Récemment, dans un lycée, un élève de seconde a filmé un acte de masturbation et a envoyé la vidéo à plusieurs filles de l’établissement. Il a été sanctionné, certes, et rappelé à l’ordre. Mais face aux remarques indignées, il s’est justifié : « J’ai violé personne, donc ce n’est pas une violence sexuelle. »

Cette phrase, brutale dans sa naïveté, en dit long sur l’ampleur du chantier éducatif qu’il reste à mener.

Comprendre ce que sont les violences sexistes et sexuelles

Non, il n’est pas nécessaire de lever la main sur quelqu’un ou de forcer un rapport sexuel pour commettre une violence sexuelle.

Envoyer une vidéo pornographique non sollicitée, se filmer dans un acte intime pour l’imposer au regard d’autrui, c’est déjà une forme de violence. C’est une atteinte à l’intégrité psychologique de la personne qui reçoit, c’est un acte d’intimidation sexuelle, c’est un abus de pouvoir et de corps.

Ce type d’agissement relève du harcèlement sexuel, et potentiellement de l’exhibition sexuelle ou de la diffusion d’images à caractère pornographique à des mineur·es, selon le contexte.

Un fait isolé ? Non. Un symptôme.

Ce n’est ni un dérapage isolé, ni une simple « erreur de jeunesse ». C’est le fruit d’un vide :

– un vide éducatif sur la sexualité et le consentement,

– un vide juridique dans la compréhension des lois chez les jeunes,

– un vide émotionnel dans la construction du respect de l’autre.

En collège, en lycée, mais parfois même à l’école primaire, nous voyons émerger des comportements préoccupants, banalisés, minimisés : propos sexistes, « nudes » échangés, menaces d’exposition, violences symboliques ou physiques dans le cadre du couple adolescent.

Le numérique a décuplé la portée de ces actes : un clic suffit pour blesser, humilier, traumatiser.

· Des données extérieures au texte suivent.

#[cfg(test)]
mod tests {
    use super::*;
    use crate::oid;

    #[test]
    fn test_view_contains_simple() {
        let view = View::new().include(oid!(1, 3, 6, 1, 2, 1));

        assert!(view.contains(&oid!(1, 3, 6, 1, 2, 1, 1, 0)));
        assert!(view.contains(&oid!(1, 3, 6, 1, 2, 1, 2, 1, 1)));
        assert!(view.contains(&oid!(1, 3, 6, 1, 2, 1)));

        assert!(!view.contains(&oid!(1, 3, 6, 1, 4, 1)));
        assert!(!view.contains(&oid!(1, 3, 6, 1, 2)));
    }

    #[test]
    fn test_view_exclude_wins() {
        let view = View::new()
            .include(oid!(1, 3, 6, 1, 2, 1))
            .exclude(oid!(1, 3, 6, 1, 2, 1, 1, 7)); // sysServices

        assert!(view.contains(&oid!(1, 3, 6, 1, 2, 1, 1, 1, 0)));
        assert!(!view.contains(&oid!(1, 3, 6, 1, 2, 1, 1, 7)));
        assert!(!view.contains(&oid!(1, 3, 6, 1, 2, 1, 1, 7, 0)));
    }

    #[test]
    fn test_view_subtree_mask_wildcard() {
        // ifDescr (10 arcs) fully significant: any row index may follow
        let subtree = ViewSubtree {
            oid: oid!(1, 3, 6, 1, 2, 1, 2, 2, 1, 2),
            mask: vec![0xFF, 0xC0], // arcs 0-9 all significant
            included: true,
        };

        assert!(subtree.matches(&oid!(1, 3, 6, 1, 2, 1, 2, 2, 1, 2, 1)));
        assert!(subtree.matches(&oid!(1, 3, 6, 1, 2, 1, 2, 2, 1, 2, 999)));
        assert!(!subtree.matches(&oid!(1, 3, 6, 1, 2, 1, 2, 2, 1, 3, 1)));

        // Now wildcard arc 9 (the column): 0xFF 0x80 = arcs 0-8 significant
        let subtree = ViewSubtree {
            oid: oid!(1, 3, 6, 1, 2, 1, 2, 2, 1, 2),
            mask: vec![0xFF, 0x80],
            included: true,
        };
        assert!(subtree.matches(&oid!(1, 3, 6, 1, 2, 1, 2, 2, 1, 3, 1)));
        assert!(!subtree.matches(&oid!(1, 3, 6, 1, 2, 1, 2, 9, 1, 2, 1)));
    }

    #[test]
    fn test_group_lookup() {
        let mut config = VacmConfig::new();
        config.add_group("public", SecurityModel::V2c, "readonly_group");
        config.add_group("admin", SecurityModel::Usm, "admin_group");

        assert_eq!(
            config.get_group(SecurityModel::V2c, b"public"),
            Some(&Bytes::from_static(b"readonly_group"))
        );
        assert_eq!(
            config.get_group(SecurityModel::Usm, b"admin"),
            Some(&Bytes::from_static(b"admin_group"))
        );
        assert_eq!(config.get_group(SecurityModel::V1, b"public"), None);
    }

    #[test]
    fn test_group_any_model_fallback() {
        let mut config = VacmConfig::new();
        config.add_group("universal", SecurityModel::Any, "universal_group");

        assert!(config.get_group(SecurityModel::V1, b"universal").is_some());
        assert!(config.get_group(SecurityModel::Usm, b"universal").is_some());
    }

    #[test]
    fn test_access_minimum_security_level() {
        let mut config = VacmConfig::new();
        config.add_access(
            AccessEntryBuilder::new("admin_group")
                .security_model(SecurityModel::Usm)
                .security_level(SecurityLevel::AuthPriv)
                .read_view("full_view")
                .write_view("full_view")
                .build(),
        );

        assert!(
            config
                .get_access(
                    b"admin_group",
                    b"",
                    SecurityModel::Usm,
                    SecurityLevel::AuthNoPriv
                )
                .is_none()
        );
        assert!(
            config
                .get_access(
                    b"admin_group",
                    b"",
                    SecurityModel::Usm,
                    SecurityLevel::AuthPriv
                )
                .is_some()
        );
    }

    #[test]
    fn test_access_prefers_specific_model_and_longer_context() {
        let mut config = VacmConfig::new();
        config.add_access(
            AccessEntryBuilder::new("g")
                .security_model(SecurityModel::Any)
                .read_view("any_view")
                .context_match_prefix()
                .build(),
        );
        config.add_access(
            AccessEntryBuilder::new("g")
                .security_model(SecurityModel::Usm)
                .read_view("usm_view")
                .context_match_prefix()
                .build(),
        );
        config.add_access(
            AccessEntryBuilder::new("g")
                .security_model(SecurityModel::Usm)
                .context_prefix("ctx")
                .context_match_prefix()
                .read_view("ctx_view")
                .build(),
        );

        let access = config
            .get_access(b"g", b"ctx-a", SecurityModel::Usm, SecurityLevel::AuthPriv)
            .unwrap();
        assert_eq!(access.read_view.as_ref(), b"ctx_view");

        let access = config
            .get_access(b"g", b"", SecurityModel::Usm, SecurityLevel::AuthPriv)
            .unwrap();
        assert_eq!(access.read_view.as_ref(), b"usm_view");

        let access = config
            .get_access(b"g", b"", SecurityModel::V2c, SecurityLevel::NoAuthNoPriv)
            .unwrap();
        assert_eq!(access.read_view.as_ref(), b"any_view");
    }

    #[test]
    fn test_check_access_denials() {
        let mut config = VacmConfig::new();
        config.add_view("full_view", View::new().include(oid!(1, 3, 6, 1)));

        let oid = oid!(1, 3, 6, 1, 2, 1, 1, 1, 0);

        assert!(config.check_access(Some(&Bytes::from_static(b"full_view")), &oid));
        // Empty view name, missing view name, unknown view all deny
        assert!(!config.check_access(Some(&Bytes::new()), &oid));
        assert!(!config.check_access(None, &oid));
        assert!(!config.check_access(Some(&Bytes::from_static(b"nope")), &oid));
    }

    #[test]
    fn test_full_decision_procedure() {
        let config = VacmBuilder::new()
            .group("public", SecurityModel::V2c, "ro_group")
            .group("admin", SecurityModel::Usm, "rw_group")
            .access("ro_group", |a| a.read_view("mib2"))
            .access("rw_group", |a| {
                a.security_model(SecurityModel::Usm)
                    .security_level(SecurityLevel::AuthPriv)
                    .read_view("everything")
                    .write_view("system_only")
            })
            .view("mib2", |v| v.include(oid!(1, 3, 6, 1, 2, 1)))
            .view("everything", |v| v.include(oid!(1, 3)))
            .view("system_only", |v| v.include(oid!(1, 3, 6, 1, 2, 1, 1)))
            .build();

        let sys_descr = oid!(1, 3, 6, 1, 2, 1, 1, 1, 0);
        let enterprise = oid!(1, 3, 6, 1, 4, 1, 9, 1);

        // public can read mib-2, nothing else, and never write
        assert!(config.is_allowed(
            SecurityModel::V2c,
            b"public",
            b"",
            SecurityLevel::NoAuthNoPriv,
            Operation::Read,
            &sys_descr,
        ));
        assert!(!config.is_allowed(
            SecurityModel::V2c,
            b"public",
            b"",
            SecurityLevel::NoAuthNoPriv,
            Operation::Read,
            &enterprise,
        ));
        assert!(!config.is_allowed(
            SecurityModel::V2c,
            b"public",
            b"",
            SecurityLevel::NoAuthNoPriv,
            Operation::Write,
            &sys_descr,
        ));

        // admin at authPriv reads everything, writes only system
        assert!(config.is_allowed(
            SecurityModel::Usm,
            b"admin",
            b"",
            SecurityLevel::AuthPriv,
            Operation::Read,
            &enterprise,
        ));
        assert!(config.is_allowed(
            SecurityModel::Usm,
            b"admin",
            b"",
            SecurityLevel::AuthPriv,
            Operation::Write,
            &sys_descr,
        ));
        assert!(!config.is_allowed(
            SecurityModel::Usm,
            b"admin",
            b"",
            SecurityLevel::AuthPriv,
            Operation::Write,
            &enterprise,
        ));

        // admin below the required level gets nothing
        assert!(!config.is_allowed(
            SecurityModel::Usm,
            b"admin",
            b"",
            SecurityLevel::AuthNoPriv,
            Operation::Read,
            &sys_descr,
        ));

        // unknown user
        assert!(!config.is_allowed(
            SecurityModel::V2c,
            b"stranger",
            b"",
            SecurityLevel::NoAuthNoPriv,
            Operation::Read,
            &sys_descr,
        ));
    }

    #[test]
    fn test_write_subset_of_read_implies_read() {
        // When the write view is a subset of the read view, write access
        // implies read access for the same OID
        let config = VacmBuilder::new()
            .group("admin", SecurityModel::Usm, "g")
            .access("g", |a| a.read_view("wide").write_view("narrow"))
            .view("wide", |v| v.include(oid!(1, 3, 6, 1)))
            .view("narrow", |v| v.include(oid!(1, 3, 6, 1, 2, 1, 1)))
            .build();

        let oids = [
            oid!(1, 3, 6, 1, 2, 1, 1, 1, 0),
            oid!(1, 3, 6, 1, 2, 1, 1, 5, 0),
            oid!(1, 3, 6, 1, 2, 1, 2, 1, 0),
            oid!(1, 3, 6, 1, 4, 1, 9),
        ];
        for oid in &oids {
            let writable = config.is_allowed(
                SecurityModel::Usm,
                b"admin",
                b"",
                SecurityLevel::NoAuthNoPriv,
                Operation::Write,
                oid,
            );
            let readable = config.is_allowed(
                SecurityModel::Usm,
                b"admin",
                b"",
                SecurityLevel::NoAuthNoPriv,
                Operation::Read,
                oid,
            );
            if writable {
                assert!(readable, "write allowed but read denied for {}", oid);
            }
        }
    }
}
//! Standard MIB population: system, interfaces, and snmp groups plus the
//! usmStats scalars.
//!
//! All values come from the agent's own state: identity strings from
//! configuration, sysUpTime from the process monotonic clock, counters from
//! the shared statistics structs. sysContact, sysName, and sysLocation are
//! the classic writable scalars; everything else is read-only.

use std::sync::atomic::{AtomicU32, Ordering};
use std::sync::{Arc, RwLock};
use std::time::Instant;

use bytes::Bytes;

use super::{MibRegistry, ScalarEntry, TableColumn, ValueKind};
use crate::error::ErrorStatus;
use crate::oid;
use crate::oid::Oid;
use crate::v3::UsmStats;
use crate::value::Value;

/// snmp group counters (RFC 3418 Section 4).
#[derive(Debug, Default)]
pub struct SnmpStats {
    pub in_pkts: AtomicU32,
    pub out_pkts: AtomicU32,
    pub in_bad_versions: AtomicU32,
    pub in_bad_community_names: AtomicU32,
    pub in_bad_community_uses: AtomicU32,
    pub in_asn_parse_errs: AtomicU32,
}

impl SnmpStats {
    /// Create zeroed counters.
    pub fn new() -> Self {
        Self::default()
    }

    pub fn inc_in_pkts(&self) {
        self.in_pkts.fetch_add(1, Ordering::Relaxed);
    }

    pub fn inc_out_pkts(&self) {
        self.out_pkts.fetch_add(1, Ordering::Relaxed);
    }

    pub fn inc_in_bad_versions(&self) {
        self.in_bad_versions.fetch_add(1, Ordering::Relaxed);
    }

    pub fn inc_in_bad_community_names(&self) {
        self.in_bad_community_names.fetch_add(1, Ordering::Relaxed);
    }

    pub fn inc_in_bad_community_uses(&self) {
        self.in_bad_community_uses.fetch_add(1, Ordering::Relaxed);
    }

    pub fn inc_in_asn_parse_errs(&self) {
        self.in_asn_parse_errs.fetch_add(1, Ordering::Relaxed);
    }
}

/// System group identity (RFC 3418 Section 2).
#[derive(Debug, Clone)]
pub struct SystemInfo {
    pub sys_descr: String,
    pub sys_object_id: Oid,
    pub sys_contact: String,
    pub sys_name: String,
    pub sys_location: String,
    pub sys_services: i32,
}

impl Default for SystemInfo {
    fn default() -> Self {
        Self {
            sys_descr: "Simple SNMP Daemon".to_string(),
            // net-snmp enterprise arc as a neutral default identity
            sys_object_id: oid!(1, 3, 6, 1, 4, 1, 8072, 3, 2, 10),
            sys_contact: String::new(),
            sys_name: String::new(),
            sys_location: String::new(),
            // application(7) + end-to-end(4) + internet(3)
            sys_services: 72,
        }
    }
}

/// One row of the interfaces table.
#[derive(Debug, Clone)]
pub struct InterfaceInfo {
    pub descr: String,
    /// IANAifType; 6 = ethernetCsmacd, 24 = softwareLoopback.
    pub if_type: i32,
    pub mtu: i32,
    /// Bits per second.
    pub speed: u32,
    pub phys_address: Vec<u8>,
    /// 1 = up, 2 = down.
    pub oper_status: i32,
    pub in_octets: Arc<AtomicU32>,
    pub out_octets: Arc<AtomicU32>,
}

impl InterfaceInfo {
    /// A software loopback row.
    pub fn loopback() -> Self {
        Self {
            descr: "lo".to_string(),
            if_type: 24,
            mtu: 65536,
            speed: 10_000_000,
            phys_address: Vec::new(),
            oper_status: 1,
            in_octets: Arc::new(AtomicU32::new(0)),
            out_octets: Arc::new(AtomicU32::new(0)),
        }
    }

    /// An ethernet row with the given description and MAC address.
    pub fn ethernet(descr: impl Into<String>, phys_address: [u8; 6]) -> Self {
        Self {
            descr: descr.into(),
            if_type: 6,
            mtu: 1500,
            speed: 1_000_000_000,
            phys_address: phys_address.to_vec(),
            oper_status: 1,
            in_octets: Arc::new(AtomicU32::new(0)),
            out_octets: Arc::new(AtomicU32::new(0)),
        }
    }
}

/// Register the system group (1.3.6.1.2.1.1).
///
/// `started` anchors sysUpTime; sysContact/sysName/sysLocation are
/// read-write, the rest read-only.
pub fn register_system_group(registry: &mut MibRegistry, info: &SystemInfo, started: Instant) {
    let system = oid!(1, 3, 6, 1, 2, 1, 1);

    let sys_descr = info.sys_descr.clone();
    registry.register_scalar(ScalarEntry {
        oid: system.child(1),
        kind: ValueKind::OctetString,
        read_only: true,
        getter: Box::new(move || Value::from(sys_descr.clone())),
        setter: None,
    });

    let sys_object_id = info.sys_object_id.clone();
    registry.register_scalar(ScalarEntry {
        oid: system.child(2),
        kind: ValueKind::ObjectIdentifier,
        read_only: true,
        getter: Box::new(move || Value::ObjectIdentifier(sys_object_id.clone())),
        setter: None,
    });

    registry.register_scalar(ScalarEntry {
        oid: system.child(3),
        kind: ValueKind::TimeTicks,
        read_only: true,
        // TimeTicks are hundredths of seconds since start
        getter: Box::new(move || {
            Value::TimeTicks((started.elapsed().as_millis() / 10) as u32)
        }),
        setter: None,
    });

    register_writable_string(registry, system.child(4), &info.sys_contact);
    register_writable_string(registry, system.child(5), &info.sys_name);
    register_writable_string(registry, system.child(6), &info.sys_location);

    let sys_services = info.sys_services;
    registry.register_scalar(ScalarEntry {
        oid: system.child(7),
        kind: ValueKind::Integer,
        read_only: true,
        getter: Box::new(move || Value::Integer(sys_services)),
        setter: None,
    });
}

fn register_writable_string(registry: &mut MibRegistry, oid: Oid, initial: &str) {
    let stored = Arc::new(RwLock::new(initial.to_string()));
    let stored_get = Arc::clone(&stored);
    let stored_set = Arc::clone(&stored);

    registry.register_scalar(ScalarEntry {
        oid,
        kind: ValueKind::OctetString,
        read_only: false,
        getter: Box::new(move || {
            Value::from(stored_get.read().map(|s| s.clone()).unwrap_or_default())
        }),
        setter: Some(Box::new(move |value| {
            // RFC 3418 DisplayString is capped at 255 octets
            let bytes = value.as_bytes().ok_or(ErrorStatus::WrongType)?;
            if bytes.len() > 255 {
                return Err(ErrorStatus::WrongLength);
            }
            let text = String::from_utf8(bytes.to_vec()).map_err(|_| ErrorStatus::WrongValue)?;
            *stored_set.write().map_err(|_| ErrorStatus::GenErr)? = text;
            Ok(())
        })),
    });
}

/// Register the interfaces group (1.3.6.1.2.1.2): ifNumber plus the
/// minimum ifTable columns.
pub fn register_interfaces_group(registry: &mut MibRegistry, interfaces: Vec<InterfaceInfo>) {
    let interfaces = Arc::new(interfaces);
    let if_entry = oid!(1, 3, 6, 1, 2, 1, 2, 2, 1);
    let count = interfaces.len() as i32;
    let max_index = interfaces.len() as u32;

    registry.register_scalar(ScalarEntry {
        oid: oid!(1, 3, 6, 1, 2, 1, 2, 1),
        kind: ValueKind::Integer,
        read_only: true,
        getter: Box::new(move || Value::Integer(count)),
        setter: None,
    });

    if max_index == 0 {
        return;
    }

    // ifIndex
    registry.register_column(TableColumn {
        oid: if_entry.child(1),
        max_index,
        kind: ValueKind::Integer,
        read_only: true,
        getter: Box::new(move |index| Some(Value::Integer(index as i32))),
        setter: None,
    });

    let table = Arc::clone(&interfaces);
    registry.register_column(TableColumn {
        oid: if_entry.child(2),
        max_index,
        kind: ValueKind::OctetString,
        read_only: true,
        getter: Box::new(move |index| {
            table
                .get(index as usize - 1)
                .map(|iface| Value::from(iface.descr.clone()))
        }),
        setter: None,
    });

    let table = Arc::clone(&interfaces);
    registry.register_column(TableColumn {
        oid: if_entry.child(3),
        max_index,
        kind: ValueKind::Integer,
        read_only: true,
        getter: Box::new(move |index| {
            table
                .get(index as usize - 1)
                .map(|iface| Value::Integer(iface.if_type))
        }),
        setter: None,
    });

    let table = Arc::clone(&interfaces);
    registry.register_column(TableColumn {
        oid: if_entry.child(4),
        max_index,
        kind: ValueKind::Integer,
        read_only: true,
        getter: Box::new(move |index| {
            table
                .get(index as usize - 1)
                .map(|iface| Value::Integer(iface.mtu))
        }),
        setter: None,
    });

    let table = Arc::clone(&interfaces);
    registry.register_column(TableColumn {
        oid: if_entry.child(5),
        max_index,
        kind: ValueKind::Gauge32,
        read_only: true,
        getter: Box::new(move |index| {
            table
                .get(index as usize - 1)
                .map(|iface| Value::Gauge32(iface.speed))
        }),
        setter: None,
    });

    let table = Arc::clone(&interfaces);
    registry.register_column(TableColumn {
        oid: if_entry.child(6),
        max_index,
        kind: ValueKind::OctetString,
        read_only: true,
        getter: Box::new(move |index| {
            table
                .get(index as usize - 1)
                .map(|iface| Value::OctetString(Bytes::copy_from_slice(&iface.phys_address)))
        }),
        setter: None,
    });

    let table = Arc::clone(&interfaces);
    registry.register_column(TableColumn {
        oid: if_entry.child(8),
        max_index,
        kind: ValueKind::Integer,
        read_only: true,
        getter: Box::new(move |index| {
            table
                .get(index as usize - 1)
                .map(|iface| Value::Integer(iface.oper_status))
        }),
        setter: None,
    });

    let table = Arc::clone(&interfaces);
    registry.register_column(TableColumn {
        oid: if_entry.child(10),
        max_index,
        kind: ValueKind::Counter32,
        read_only: true,
        getter: Box::new(move |index| {
            table
                .get(index as usize - 1)
                .map(|iface| Value::Counter32(iface.in_octets.load(Ordering::Relaxed)))
        }),
        setter: None,
    });

    let table = Arc::clone(&interfaces);
    registry.register_column(TableColumn {
        oid: if_entry.child(16),
        max_index,
        kind: ValueKind::Counter32,
        read_only: true,
        getter: Box::new(move |index| {
            table
                .get(index as usize - 1)
                .map(|iface| Value::Counter32(iface.out_octets.load(Ordering::Relaxed)))
        }),
        setter: None,
    });
}

/// Register the snmp group counters (1.3.6.1.2.1.11).
pub fn register_snmp_group(registry: &mut MibRegistry, stats: Arc<SnmpStats>) {
    let snmp = oid!(1, 3, 6, 1, 2, 1, 11);

    register_counter(registry, snmp.child(1), {
        let stats = Arc::clone(&stats);
        move || stats.in_pkts.load(Ordering::Relaxed)
    });
    register_counter(registry, snmp.child(2), {
        let stats = Arc::clone(&stats);
        move || stats.out_pkts.load(Ordering::Relaxed)
    });
    register_counter(registry, snmp.child(3), {
        let stats = Arc::clone(&stats);
        move || stats.in_bad_versions.load(Ordering::Relaxed)
    });
    register_counter(registry, snmp.child(4), {
        let stats = Arc::clone(&stats);
        move || stats.in_bad_community_names.load(Ordering::Relaxed)
    });
    register_counter(registry, snmp.child(5), {
        let stats = Arc::clone(&stats);
        move || stats.in_bad_community_uses.load(Ordering::Relaxed)
    });
    register_counter(registry, snmp.child(6), {
        let stats = Arc::clone(&stats);
        move || stats.in_asn_parse_errs.load(Ordering::Relaxed)
    });
}

/// Register the usmStats scalars (1.3.6.1.6.3.15.1.1) so the security
/// counters are readable over SNMP.
pub fn register_usm_stats(registry: &mut MibRegistry, stats: Arc<UsmStats>) {
    let usm_stats = oid!(1, 3, 6, 1, 6, 3, 15, 1, 1);

    register_counter(registry, usm_stats.child(1), {
        let stats = Arc::clone(&stats);
        move || stats.unsupported_sec_levels.load(Ordering::Relaxed)
    });
    register_counter(registry, usm_stats.child(2), {
        let stats = Arc::clone(&stats);
        move || stats.not_in_time_windows.load(Ordering::Relaxed)
    });
    register_counter(registry, usm_stats.child(3), {
        let stats = Arc::clone(&stats);
        move || stats.unknown_user_names.load(Ordering::Relaxed)
    });
    register_counter(registry, usm_stats.child(4), {
        let stats = Arc::clone(&stats);
        move || stats.unknown_engine_ids.load(Ordering::Relaxed)
    });
    register_counter(registry, usm_stats.child(5), {
        let stats = Arc::clone(&stats);
        move || stats.wrong_digests.load(Ordering::Relaxed)
    });
    register_counter(registry, usm_stats.child(6), {
        let stats = Arc::clone(&stats);
        move || stats.decryption_errors.load(Ordering::Relaxed)
    });
}

fn register_counter(
    registry: &mut MibRegistry,
    oid: Oid,
    read: impl Fn() -> u32 + Send + Sync + 'static,
) {
    registry.register_scalar(ScalarEntry {
        oid,
        kind: ValueKind::Counter32,
        read_only: true,
        getter: Box::new(move || Value::Counter32(read())),
        setter: None,
    });
}

/// Uptime in TimeTicks for trap payloads.
pub fn uptime_ticks(started: Instant) -> u32 {
    (started.elapsed().as_millis() / 10) as u32
}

L’éducation à la sexualité ne peut plus attendre

Ce cas, parmi tant d’autres, souligne l’urgence de mettre en œuvre une éducation à la sexualité claire, régulière et adaptée à chaque âge, comme le prévoit pourtant la loi depuis 2001.

Cela ne signifie pas parler de sexualité en termes crus à des enfants : cela signifie, dès le plus jeune âge, éduquer au respect du corps, au consentement, à la responsabilité, au droit à l’intimité, à la lutte contre les stéréotypes de genre.

C’est aider les élèves à comprendre que la sexualité, ce n’est pas ce qu’on voit sur les sites pornographiques. C’est apprendre que le respect est une condition, et non une option.

Quelles solutions concrètes ?

Former les personnels éducatifs à repérer, nommer et traiter ces violences.

Intervenir systématiquement face à tout acte sexiste ou sexuel, sans minimiser, sans relativiser.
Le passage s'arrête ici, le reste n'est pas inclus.